[Available records]
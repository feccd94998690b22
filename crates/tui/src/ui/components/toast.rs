use ratatui::{
    Frame,
    layout::Rect,
    style::Style,
    text::Line,
    widgets::{Block, Borders, Clear, Paragraph, Wrap},
};

use crate::{
    app::{ToastLevel, ToastState},
    ui::theme::Theme,
};

pub fn render(frame: &mut Frame<'_>, area: Rect, toast: Option<&ToastState>) {
    let Some(toast) = toast else {
        return;
    };
    let theme = Theme::default();
    let width = (toast.message.chars().count() + 4).min(area.width as usize) as u16;
    let height = 3u16;
    let x = area.x + area.width.saturating_sub(width);
    let y = area
        .y
        .saturating_add(area.height.saturating_sub(height + 1));
    let rect = Rect {
        x,
        y,
        width,
        height: height.min(area.height),
    };

    let style = match toast.level {
        ToastLevel::Info => Style::default().fg(theme.text),
        ToastLevel::Success => Style::default().fg(theme.positive),
        ToastLevel::Error => Style::default().fg(theme.error),
    };

    let block = Block::default().borders(Borders::ALL).border_style(style);
    let content = Paragraph::new(Line::from(toast.message.as_str()))
        .style(style)
        .wrap(Wrap { trim: true });
    frame.render_widget(Clear, rect);
    frame.render_widget(content.block(block), rect);
}
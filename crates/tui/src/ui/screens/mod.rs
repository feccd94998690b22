pub mod dashboard;
pub mod entry;
pub mod history;
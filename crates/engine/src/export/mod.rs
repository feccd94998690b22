//! Whole-dataset exports.
//!
//! Two targets are supported, each behind a cargo feature:
//!
//! - [`ExportFormat::Spreadsheet`]: an `.xlsx` workbook (feature `xlsx`);
//! - [`ExportFormat::Document`]: a paginated PDF table (feature `pdf`).
//!
//! When a feature is disabled the matching export fails with
//! [`ExportError::Unavailable`] instead of an I/O error.
use std::path::{Path, PathBuf};

use crate::{COLUMNS, ExportError, Record};

#[cfg(feature = "pdf")]
mod pdf;
#[cfg(feature = "xlsx")]
mod xlsx;

#[derive(Clone, Copy, Debug, PartialEq, Eq)]
pub enum ExportFormat {
    Spreadsheet,
    Document,
}

impl ExportFormat {
    #[must_use]
    pub const fn label(self) -> &'static str {
        match self {
            Self::Spreadsheet => "Excel",
            Self::Document => "PDF",
        }
    }

    #[must_use]
    pub const fn extension(self) -> &'static str {
        match self {
            Self::Spreadsheet => "xlsx",
            Self::Document => "pdf",
        }
    }

    const fn feature(self) -> &'static str {
        match self {
            Self::Spreadsheet => "xlsx",
            Self::Document => "pdf",
        }
    }

    /// Whether this build can produce the format.
    #[must_use]
    pub const fn is_available(self) -> bool {
        match self {
            Self::Spreadsheet => cfg!(feature = "xlsx"),
            Self::Document => cfg!(feature = "pdf"),
        }
    }

    /// The error reported when this build lacks the format.
    #[must_use]
    pub fn unavailable(self) -> ExportError {
        ExportError::Unavailable {
            format: self.label(),
            feature: self.feature(),
        }
    }
}

/// Header row followed by one text row per record.
pub fn table_rows(records: &[Record]) -> Vec<[String; 5]> {
    std::iter::once(COLUMNS.map(str::to_string))
        .chain(records.iter().map(Record::cells))
        .collect()
}

/// Writes `records` to `path` in `format` and returns the absolute path.
pub fn export(format: ExportFormat, records: &[Record], path: &Path) -> Result<PathBuf, ExportError> {
    match format {
        ExportFormat::Spreadsheet => export_spreadsheet(records, path),
        ExportFormat::Document => export_document(records, path),
    }
}

/// Writes `records`, headers included, as a single-sheet workbook.
pub fn export_spreadsheet(records: &[Record], path: &Path) -> Result<PathBuf, ExportError> {
    #[cfg(feature = "xlsx")]
    {
        xlsx::write(records, path)?;
        finish(ExportFormat::Spreadsheet, records, path)
    }
    #[cfg(not(feature = "xlsx"))]
    {
        let _ = (records, path);
        Err(ExportFormat::Spreadsheet.unavailable())
    }
}

/// Writes `records` as a gridded table spread over as many pages as needed.
pub fn export_document(records: &[Record], path: &Path) -> Result<PathBuf, ExportError> {
    #[cfg(feature = "pdf")]
    {
        pdf::write(records, path)?;
        finish(ExportFormat::Document, records, path)
    }
    #[cfg(not(feature = "pdf"))]
    {
        let _ = (records, path);
        Err(ExportFormat::Document.unavailable())
    }
}

#[cfg(any(feature = "xlsx", feature = "pdf"))]
fn finish(format: ExportFormat, records: &[Record], path: &Path) -> Result<PathBuf, ExportError> {
    let resolved = std::path::absolute(path).map_err(|source| ExportError::Io {
        path: path.to_path_buf(),
        source,
    })?;
    tracing::info!(
        "exported {} records as {} to {}",
        records.len(),
        format.label(),
        resolved.display()
    );
    Ok(resolved)
}
use ratatui::{style::Style, text::Span};

use crate::ui::theme::Theme;

/// A keyboard hint consisting of a key and its action.
#[derive(Debug, Clone)]
pub struct KeyHint {
    pub key: &'static str,
    pub action: &'static str,
}

impl KeyHint {
    pub const fn new(key: &'static str, action: &'static str) -> Self {
        Self { key, action }
    }
}

/// Converts a list of key hints into styled spans for rendering.
pub fn hints_to_spans(hints: &[KeyHint], theme: &Theme) -> Vec<Span<'static>> {
    let mut spans = Vec::new();

    for (i, hint) in hints.iter().enumerate() {
        if i > 0 {
            spans.push(Span::raw("  "));
        }
        spans.push(Span::styled(hint.key, Style::default().fg(theme.accent)));
        spans.push(Span::raw(format!(" {}", hint.action)));
    }

    spans
}

pub fn hint_separator(theme: &Theme) -> Span<'static> {
    Span::styled("  │  ", Style::default().fg(theme.border))
}

/// Common hint groups for reuse across screens.
pub mod common {
    use super::KeyHint;

    pub fn global_shortcuts() -> Vec<KeyHint> {
        vec![KeyHint::new("Ctrl+P", "cmd"), KeyHint::new("Ctrl+Q", "quit")]
    }

    pub fn form_editing() -> Vec<KeyHint> {
        vec![
            KeyHint::new("Tab", "next"),
            KeyHint::new("←→", "choose"),
            KeyHint::new("Enter", "save"),
        ]
    }

    pub fn history_filters() -> Vec<KeyHint> {
        vec![
            KeyHint::new("↑↓", "select"),
            KeyHint::new("t", "type"),
            KeyHint::new("c", "category"),
            KeyHint::new("Enter", "apply"),
            KeyHint::new("x", "reset"),
            KeyHint::new("r", "refresh"),
        ]
    }

    pub fn dashboard() -> Vec<KeyHint> {
        vec![KeyHint::new("r", "refresh")]
    }

    pub fn prompt() -> Vec<KeyHint> {
        vec![KeyHint::new("Enter", "confirm"), KeyHint::new("Esc", "cancel")]
    }
}
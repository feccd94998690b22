use engine::{CategoryBreakdown, DashboardReport, MonthlyFlow};
use ratatui::{
    Frame,
    layout::{Constraint, Direction, Layout, Rect},
    style::Style,
    text::Span,
    widgets::{Paragraph, Wrap},
};

use crate::{
    app::AppState,
    ui::{
        components::{card::Card, charts},
        theme::Theme,
    },
};

const PIE_TITLE: &str = "Expense by Category";
const BARS_TITLE: &str = "Monthly Income vs Expense";

enum Panel<'a> {
    Pie(&'a CategoryBreakdown),
    Bars(&'a MonthlyFlow),
    Failed { title: &'static str, reason: String },
}

pub fn render(frame: &mut Frame<'_>, area: Rect, state: &AppState) {
    let theme = Theme::default();
    let Some(DashboardReport::Charts {
        by_category,
        by_month,
    }) = &state.dashboard.report
    else {
        let message = Paragraph::new(Span::styled(
            "No data to display yet. Add some income or expense records first.",
            Style::default().fg(theme.text_muted),
        ))
        .wrap(Wrap { trim: true });
        Card::new("Dashboard", &theme).render_with(frame, area, message);
        return;
    };

    // A chart with nothing to plot is left out, a failed one shows its error.
    let mut panels = Vec::new();
    match by_category {
        Ok(Some(breakdown)) => panels.push(Panel::Pie(breakdown)),
        Ok(None) => {}
        Err(err) => panels.push(Panel::Failed {
            title: PIE_TITLE,
            reason: err.to_string(),
        }),
    }
    match by_month {
        Ok(Some(flow)) => panels.push(Panel::Bars(flow)),
        Ok(None) => {}
        Err(err) => panels.push(Panel::Failed {
            title: BARS_TITLE,
            reason: err.to_string(),
        }),
    }
    if panels.is_empty() {
        return;
    }

    let count = u32::try_from(panels.len()).unwrap_or(1);
    let layout = Layout::default()
        .direction(Direction::Vertical)
        .constraints(vec![Constraint::Ratio(1, count); panels.len()])
        .split(area);

    for (panel, slot) in panels.iter().zip(layout.iter()) {
        match panel {
            Panel::Pie(breakdown) => charts::render_pie(frame, *slot, breakdown, &theme),
            Panel::Bars(flow) => charts::render_monthly_bars(frame, *slot, flow, &theme),
            Panel::Failed { title, reason } => render_error(frame, *slot, title, reason, &theme),
        }
    }
}

fn render_error(frame: &mut Frame<'_>, area: Rect, title: &str, reason: &str, theme: &Theme) {
    let text = Paragraph::new(Span::styled(
        format!("Could not build this chart: {reason}"),
        Style::default().fg(theme.error),
    ))
    .wrap(Wrap { trim: true });
    Card::new(title, theme).render_with(frame, area, text);
}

[Exercise requirements] Find the string "engine" in the entries above and return each line that holds it.

[Answer to the problem]
filename crates/engine/src/export/mod.rs
use engine::{CategoryBreakdown, DashboardReport, MonthlyFlow};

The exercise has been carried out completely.